Creating a Custom Backend
The Inference Backend class provides a flexible pipeline for executing machine learning models. The pipeline consists of several steps, each with its own purpose.
Initialize
The Packflow framework will handle most initialization, such as loading and validating configurations. The initialize() step
is an optional method that is called when the Inference Backend is being set up. Therefore, this step is reserved for Inference Backend-specific
logic (e.g., loading model weights or one-time setup code).
from packflow import InferenceBackend
class Backend(InferenceBackend):
def initialize(self, *args, **kwargs):
self.logger.info("Loading model weights")

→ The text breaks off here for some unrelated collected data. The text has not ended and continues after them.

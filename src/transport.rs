// Tripbeacon Transport Layer
//
// Abstracts the persistent duplex channel so the connection manager can run
// against a real WebSocket in production and an in-memory link in tests.
// A transport produces raw text frames; framing/parsing lives one layer up.

use crate::error::BeaconError;
use anyhow::{Context, Result};
use async_trait::async_trait;
use futures_util::{sink::SinkExt, stream::StreamExt};
use tokio::net::TcpStream;
use tokio::sync::mpsc;
use tokio_tungstenite::tungstenite::Message;
use tokio_tungstenite::{MaybeTlsStream, WebSocketStream};

/// One live duplex link: text frames out, text frames in.
///
/// Dropping `outbound` closes the write half; `inbound` yielding `None` means
/// the link is gone.
#[derive(Debug)]
pub struct Duplex {
    pub outbound: mpsc::UnboundedSender<String>,
    pub inbound: mpsc::UnboundedReceiver<String>,
}

/// Factory for duplex links. One dial attempt per call; retry/backoff policy
/// belongs to the connection manager, not the transport.
#[async_trait]
pub trait Transport: Send + Sync {
    async fn dial(&self) -> Result<Duplex, BeaconError>;
}

// ============================================================================
// WebSocket transport
// ============================================================================

type WsStream = WebSocketStream<MaybeTlsStream<TcpStream>>;

/// WebSocket transport backed by tokio-tungstenite
pub struct WsTransport {
    url: String,
}

impl WsTransport {
    pub fn new(url: impl Into<String>) -> Self {
        Self { url: url.into() }
    }
}

#[async_trait]
impl Transport for WsTransport {
    async fn dial(&self) -> Result<Duplex, BeaconError> {
        let (ws_stream, _) = tokio_tungstenite::connect_async(&self.url).await?;
        tracing::debug!("websocket connected to {}", self.url);

        let (ws_sink, ws_source) = ws_stream.split();
        let (out_tx, out_rx) = mpsc::unbounded_channel::<String>();
        let (in_tx, in_rx) = mpsc::unbounded_channel::<String>();

        tokio::spawn(async move {
            if let Err(e) = write_pump(ws_sink, out_rx).await {
                tracing::debug!("websocket write pump ended: {:#}", e);
            }
        });
        tokio::spawn(async move {
            if let Err(e) = read_pump(ws_source, in_tx).await {
                tracing::debug!("websocket read pump ended: {:#}", e);
            }
        });

        Ok(Duplex {
            outbound: out_tx,
            inbound: in_rx,
        })
    }
}

async fn write_pump(
    mut sink: futures_util::stream::SplitSink<WsStream, Message>,
    mut out_rx: mpsc::UnboundedReceiver<String>,
) -> Result<()> {
    while let Some(text) = out_rx.recv().await {
        sink.send(Message::Text(text.into()))
            .await
            .context("websocket send failed")?;
    }
    // Sender side dropped: close the socket politely
    let _ = sink.close().await;
    Ok(())
}

async fn read_pump(
    mut source: futures_util::stream::SplitStream<WsStream>,
    in_tx: mpsc::UnboundedSender<String>,
) -> Result<()> {
    while let Some(msg) = source.next().await {
        let msg = msg.context("websocket read failed")?;
        if msg.is_text() {
            let text = msg.to_text().context("non-utf8 text frame")?;
            if in_tx.send(text.to_string()).is_err() {
                break;
            }
        } else if msg.is_close() {
            break;
        }
        // Binary and ping/pong frames are not part of the protocol
    }
    Ok(())
}

// ============================================================================
// In-memory transport
// ============================================================================

/// Server side of an in-memory link, handed to the acceptor on each dial
pub struct MemoryLink {
    /// Frames the fake server pushes to the client
    pub to_client: mpsc::UnboundedSender<String>,

    /// Frames the client sent
    pub from_client: mpsc::UnboundedReceiver<String>,
}

/// In-memory transport for tests and harnesses.
///
/// Each successful `dial` delivers a [`MemoryLink`] to the acceptor returned
/// by [`memory_pair`]. Dropping the acceptor makes subsequent dials fail,
/// which is how tests simulate an unreachable server.
pub struct MemoryTransport {
    accept_tx: mpsc::UnboundedSender<MemoryLink>,
}

/// Build an in-memory transport plus the acceptor for its server side
pub fn memory_pair() -> (MemoryTransport, mpsc::UnboundedReceiver<MemoryLink>) {
    let (accept_tx, accept_rx) = mpsc::unbounded_channel();
    (MemoryTransport { accept_tx }, accept_rx)
}

#[async_trait]
impl Transport for MemoryTransport {
    async fn dial(&self) -> Result<Duplex, BeaconError> {
        let (out_tx, out_rx) = mpsc::unbounded_channel();
        let (in_tx, in_rx) = mpsc::unbounded_channel();
        self.accept_tx
            .send(MemoryLink {
                to_client: in_tx,
                from_client: out_rx,
            })
            .map_err(|_| BeaconError::transport("connection refused"))?;
        Ok(Duplex {
            outbound: out_tx,
            inbound: in_rx,
        })
    }
}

self.logger.info("Placing model on GPUs")
# ... etc
Preprocess
A preprocessing step, separate from the user-defined transform_inputs() step, can be configured using a Backend Configuration.
To understand the available preprocessors, see Preprocessors.
Transform Inputs
The transform_inputs() step is an optional method that ingests preprocessed data and returns its outputs to the
execute() method.
Input: Specified by the input_format and could be any raw inputs, preprocessed records, or a numpy array.
Output: Fully transformed, model-ready features.
Execute
The execute() step is a required method that ingests transformed inputs and returns its model outputs/results
to the transform_outputs() method. There should be minimal pre- or post-processing done in this step to ensure latency
profiling is accurate.
Input:
1. The output of the preprocess step if transform_inputs() is not defined, or
2. The output of the transform_inputs() method.
Output: Model outputs or results.
Warning
If the transform_outputs() step is unused, it must return results that meet Packflow’s
Validation requirements.
Transform Outputs
The transform_outputs() step is an optional method that ingests the outputs of execute() and returns the final
pipeline output.
Input: The direct output of execute().
Output: Clean outputs with business logic or labeling applied for downstream consumers to ingest. The outputs of this method must return results that meet Packflow’s Validation requirements.
Best Practices
Assume that data flowing through the pipeline may originate from multiple replicas and may not be in order.
Ensure that the output of the transform_inputs method is in a format that can be processed by the execute method.
Use the transform_outputs method to apply business logic and convert the model’s output into a JSON-serializable format.